◆ **YOUR OBJECTIVE**
Output the full listing again without altering anything.

◆ **GIVEN INFORMATION**

★ ★ ★ ★

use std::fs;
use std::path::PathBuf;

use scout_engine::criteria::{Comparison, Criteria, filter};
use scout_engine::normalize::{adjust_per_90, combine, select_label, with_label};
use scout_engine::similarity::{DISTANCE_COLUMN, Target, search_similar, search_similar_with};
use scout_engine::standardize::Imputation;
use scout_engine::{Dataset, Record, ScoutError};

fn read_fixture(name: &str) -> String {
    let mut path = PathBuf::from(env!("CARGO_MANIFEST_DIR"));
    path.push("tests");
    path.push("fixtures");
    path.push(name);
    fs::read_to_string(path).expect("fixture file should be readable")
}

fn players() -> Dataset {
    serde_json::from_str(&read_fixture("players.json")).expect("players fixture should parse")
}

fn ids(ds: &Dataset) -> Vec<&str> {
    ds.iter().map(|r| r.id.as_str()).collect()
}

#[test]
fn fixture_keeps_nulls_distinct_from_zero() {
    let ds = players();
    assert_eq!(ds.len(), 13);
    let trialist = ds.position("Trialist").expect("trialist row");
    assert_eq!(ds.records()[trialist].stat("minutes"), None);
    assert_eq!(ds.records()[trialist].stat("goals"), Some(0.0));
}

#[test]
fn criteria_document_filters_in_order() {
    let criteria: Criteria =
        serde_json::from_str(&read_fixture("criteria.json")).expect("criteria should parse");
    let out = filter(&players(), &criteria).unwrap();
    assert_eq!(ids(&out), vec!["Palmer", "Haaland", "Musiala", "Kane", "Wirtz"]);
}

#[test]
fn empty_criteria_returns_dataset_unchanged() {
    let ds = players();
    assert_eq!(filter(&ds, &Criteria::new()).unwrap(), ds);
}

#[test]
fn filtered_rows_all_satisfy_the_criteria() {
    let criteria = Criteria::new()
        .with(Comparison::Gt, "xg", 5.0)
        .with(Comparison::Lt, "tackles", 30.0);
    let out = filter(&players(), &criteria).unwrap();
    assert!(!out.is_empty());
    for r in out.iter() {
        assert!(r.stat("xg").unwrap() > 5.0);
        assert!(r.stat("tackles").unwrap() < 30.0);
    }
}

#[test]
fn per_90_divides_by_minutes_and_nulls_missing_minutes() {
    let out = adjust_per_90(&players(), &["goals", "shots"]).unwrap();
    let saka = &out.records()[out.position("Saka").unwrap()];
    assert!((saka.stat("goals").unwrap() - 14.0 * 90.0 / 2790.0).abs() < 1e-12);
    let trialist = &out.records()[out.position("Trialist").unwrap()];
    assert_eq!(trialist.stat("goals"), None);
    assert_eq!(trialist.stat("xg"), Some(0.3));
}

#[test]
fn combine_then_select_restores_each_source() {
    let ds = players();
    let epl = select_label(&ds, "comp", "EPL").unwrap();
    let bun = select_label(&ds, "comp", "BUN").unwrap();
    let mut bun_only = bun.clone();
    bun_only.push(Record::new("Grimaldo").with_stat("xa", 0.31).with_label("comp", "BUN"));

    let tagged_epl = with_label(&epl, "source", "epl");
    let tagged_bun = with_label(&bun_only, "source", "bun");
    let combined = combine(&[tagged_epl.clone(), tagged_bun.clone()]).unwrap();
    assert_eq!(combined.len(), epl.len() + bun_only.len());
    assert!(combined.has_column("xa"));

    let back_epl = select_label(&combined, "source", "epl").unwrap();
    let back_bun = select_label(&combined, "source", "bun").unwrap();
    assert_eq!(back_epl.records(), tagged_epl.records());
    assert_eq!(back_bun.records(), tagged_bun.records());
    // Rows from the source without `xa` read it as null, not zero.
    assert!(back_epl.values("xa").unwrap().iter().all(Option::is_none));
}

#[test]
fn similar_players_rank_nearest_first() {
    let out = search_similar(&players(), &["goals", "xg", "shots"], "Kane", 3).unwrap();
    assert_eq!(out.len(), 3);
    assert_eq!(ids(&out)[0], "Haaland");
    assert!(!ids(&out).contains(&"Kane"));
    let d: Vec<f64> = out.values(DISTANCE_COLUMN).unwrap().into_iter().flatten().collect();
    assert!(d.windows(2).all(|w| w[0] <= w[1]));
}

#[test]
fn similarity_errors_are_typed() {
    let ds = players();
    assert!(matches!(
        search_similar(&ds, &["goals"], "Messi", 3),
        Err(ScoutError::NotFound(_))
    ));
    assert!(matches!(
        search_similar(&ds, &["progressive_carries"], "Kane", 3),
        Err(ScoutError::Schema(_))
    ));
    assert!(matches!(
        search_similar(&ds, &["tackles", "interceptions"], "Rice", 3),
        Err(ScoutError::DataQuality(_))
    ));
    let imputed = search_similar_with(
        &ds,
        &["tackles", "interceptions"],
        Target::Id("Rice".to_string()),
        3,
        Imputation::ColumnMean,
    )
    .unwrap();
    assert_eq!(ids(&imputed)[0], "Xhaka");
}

★ ★ ★ ★

◆ **RESPONSE TO THE TASK**
use std::fs;
use std::path::PathBuf;

use scout_engine::criteria::{Comparison, Criteria, filter};
use scout_engine::normalize::{adjust_per_90, combine, select_label, with_label};
use scout_engine::similarity::{DISTANCE_COLUMN, Target, search_similar, search_similar_with};
use scout_engine::standardize::Imputation;
use scout_engine::{Dataset, Record, ScoutError};

fn read_fixture(name: &str) -> String {
    let mut path = PathBuf::from(env!("CARGO_MANIFEST_DIR"));
    path.push("tests");
    path.push("fixtures");
    path.push(name);
    fs::read_to_string(path).expect("fixture file should be readable")
}

fn players() -> Dataset {
    serde_json::from_str(&read_fixture("players.json")).expect("players fixture should parse")
}

fn ids(ds: &Dataset) -> Vec<&str> {
    ds.iter().map(|r| r.id.as_str()).collect()
}

#[test]
fn fixture_keeps_nulls_distinct_from_zero() {
    let ds = players();
    assert_eq!(ds.len(), 13);
    let trialist = ds.position("Trialist").expect("trialist row");
    assert_eq!(ds.records()[trialist].stat("minutes"), None);
    assert_eq!(ds.records()[trialist].stat("goals"), Some(0.0));
}

#[test]
fn criteria_document_filters_in_order() {
    let criteria: Criteria =
        serde_json::from_str(&read_fixture("criteria.json")).expect("criteria should parse");
    let out = filter(&players(), &criteria).unwrap();
    assert_eq!(ids(&out), vec!["Palmer", "Haaland", "Musiala", "Kane", "Wirtz"]);
}

#[test]
fn empty_criteria_returns_dataset_unchanged() {
    let ds = players();
    assert_eq!(filter(&ds, &Criteria::new()).unwrap(), ds);
}

#[test]
fn filtered_rows_all_satisfy_the_criteria() {
    let criteria = Criteria::new()
        .with(Comparison::Gt, "xg", 5.0)
        .with(Comparison::Lt, "tackles", 30.0);
    let out = filter(&players(), &criteria).unwrap();
    assert!(!out.is_empty());
    for r in out.iter() {
        assert!(r.stat("xg").unwrap() > 5.0);
        assert!(r.stat("tackles").unwrap() < 30.0);
    }
}

#[test]
fn per_90_divides_by_minutes_and_nulls_missing_minutes() {
    let out = adjust_per_90(&players(), &["goals", "shots"]).unwrap();
    let saka = &out.records()[out.position("Saka").unwrap()];
    assert!((saka.stat("goals").unwrap() - 14.0 * 90.0 / 2790.0).abs() < 1e-12);
    let trialist = &out.records()[out.position("Trialist").unwrap()];
    assert_eq!(trialist.stat("goals"), None);
    assert_eq!(trialist.stat("xg"), Some(0.3));
}

#[test]
fn combine_then_select_restores_each_source() {
    let ds = players();
    let epl = select_label(&ds, "comp", "EPL").unwrap();
    let bun = select_label(&ds, "comp", "BUN").unwrap();
    let mut bun_only = bun.clone();
    bun_only.push(Record::new("Grimaldo").with_stat("xa", 0.31).with_label("comp", "BUN"));

    let tagged_epl = with_label(&epl, "source", "epl");
    let tagged_bun = with_label(&bun_only, "source", "bun");
    let combined = combine(&[tagged_epl.clone(), tagged_bun.clone()]).unwrap();
    assert_eq!(combined.len(), epl.len() + bun_only.len());
    assert!(combined.has_column("xa"));

    let back_epl = select_label(&combined, "source", "epl").unwrap();
    let back_bun = select_label(&combined, "source", "bun").unwrap();
    assert_eq!(back_epl.records(), tagged_epl.records());
    assert_eq!(back_bun.records(), tagged_bun.records());
    // Rows from the source without `xa` read it as null, not zero.
    assert!(back_epl.values("xa").unwrap().iter().all(Option::is_none));
}

#[test]
fn similar_players_rank_nearest_first() {
    let out = search_similar(&players(), &["goals", "xg", "shots"], "Kane", 3).unwrap();
    assert_eq!(out.len(), 3);
    assert_eq!(ids(&out)[0], "Haaland");
    assert!(!ids(&out).contains(&"Kane"));
    let d: Vec<f64> = out.values(DISTANCE_COLUMN).unwrap().into_iter().flatten().collect();
    assert!(d.windows(2).all(|w| w[0] <= w[1]));
}

#[test]
fn similarity_errors_are_typed() {
    let ds = players();
    assert!(matches!(
        search_similar(&ds, &["goals"], "Messi", 3),
        Err(ScoutError::NotFound(_))
    ));
    assert!(matches!(
        search_similar(&ds, &["progressive_carries"], "Kane", 3),
        Err(ScoutError::Schema(_))
    ));
    assert!(matches!(
        search_similar(&ds, &["tackles", "interceptions"], "Rice", 3),
        Err(ScoutError::DataQuality(_))
    ));
    let imputed = search_similar_with(
        &ds,
        &["tackles", "interceptions"],
        Target::Id("Rice".to_string()),
        3,
        Imputation::ColumnMean,
    )
    .unwrap();
    assert_eq!(ids(&imputed)[0], "Xhaka");
}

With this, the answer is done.